When personal debt is used to forcibly obtain labour it is known as debt bondage. Typically it works like this: a person, because of need and limited alternatives, takes a loan that is charged at very high interest and required to be paid off with the borrower’s very undervalued labour.
Fishermen I have spoken to, again in Myanmar, described to me the process by which they became debt bonded. Their job means that for 9 months of the year they work 16 hour a day, 7 days a week. The little they earn from that is never enough for their families to survive but there are few employment alternatives. So they must borrow from the loan sharks. Very quickly their pay merely services the debt and they are forced back every year to labour in the dreadfully dangerous fisheries of the Gulf of Motama.
The International Labour Organization estimates that debt bondage affects about 8 million people, or half of all victims of forced labour imposed by private actors. The economic impacts of COVID-19 means that this number is likely to rise.
To this day political leaders, and a few business folk, covet the title “the new Wilberforce” in recognition of some towering contribution they wish to make to the contemporary struggle against slavery. But in truth, 21st Century leaders have done little on the issue. There has been negligible progress in reducing numbers over the past two decades. In part this is because many who express their detestation of slavery fail to recognise that it persists not because of the cunning of organised crime, but because in so many places it remains, de facto, legal.
The toleration of so much indebtedness is an example of how authorities have turned a blind eye to a mechanism that is responsible for so much exploitation and contemporary slavery. In another example of how the world remains stubbornly unequal, formal approaches to reducing or eliminating debt, such as bankruptcy, are not generally available to the very poor. If they were the more fortunate of us may be deprived of some nice seafood and cheap tee-shirts.
The idea of cancellation of unjust national debts was brought to world attention by the Jubilee Debt Campaign at the beginning of the 21st Century. Shifting the focus of this idea from country to household level, legal cancellation by national government of usurious debt held by private money lenders would begin a process by which poor people could begin to break out of the systems of debt bondage that currently enslave them.

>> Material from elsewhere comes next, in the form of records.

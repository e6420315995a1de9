use std::fmt;

/// A single `key=value` parameter from a Token `Authorization` header.
///
/// The value has already had its surrounding double quotes removed.
#[derive(Debug, Clone, PartialEq, Eq, Hash)]
pub struct ParamPair {
    pub key: String,
    pub value: String,
}

impl ParamPair {
    /// Create a pair from anything string-like.
    pub fn new(key: impl Into<String>, value: impl Into<String>) -> Self {
        Self {
            key: key.into(),
            value: value.into(),
        }
    }

    pub fn into_parts(self) -> (String, String) {
        (self.key, self.value)
    }
}

impl From<(String, String)> for ParamPair {
    fn from((key, value): (String, String)) -> Self {
        Self { key, value }
    }
}

impl fmt::Display for ParamPair {
    fn fmt(&self, f: &mut fmt::Formatter<'_>) -> fmt::Result {
        write!(f, "{}={}", self.key, self.value)
    }
}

But that alone would not be enough. So debt cancellation measures must be supplemented with increased cash transfers to those vulnerable to debt bondage, through, for example, school attendance allowances. More robust action by governments and businesses alike on provision of a living wage and increasing access to decent work is also essential. There must also be a major expansion of access to affordable credit for households, both microcredit and more substantial loans that can finance the start-ups of new businesses.
All these sorts of measures should already be mainstream in international development policy and practice to empower slavery-vulnerable communities. But they are not. The big aid donors and agencies, like the rest of the world’s political and business leaders, merely tinker at the edges of slavery. Few have yet taken up the challenge of slavery eradication posed in the 2015 Sustainable Development Goals.
What is needed then, to make some meaningful progress against slavery over the next decade is the equivalent of a new Marshall plan. This should be used to fund national governments and international agencies implementation of the anti-slavery action plans that are required by the 2014 Forced Labour Protocol, which is currently approaching its 50th national ratification.
Whoever manages to put such a project in place will deserve not just a Nobel peace prize but an epithet worthy of Wilberforce as well.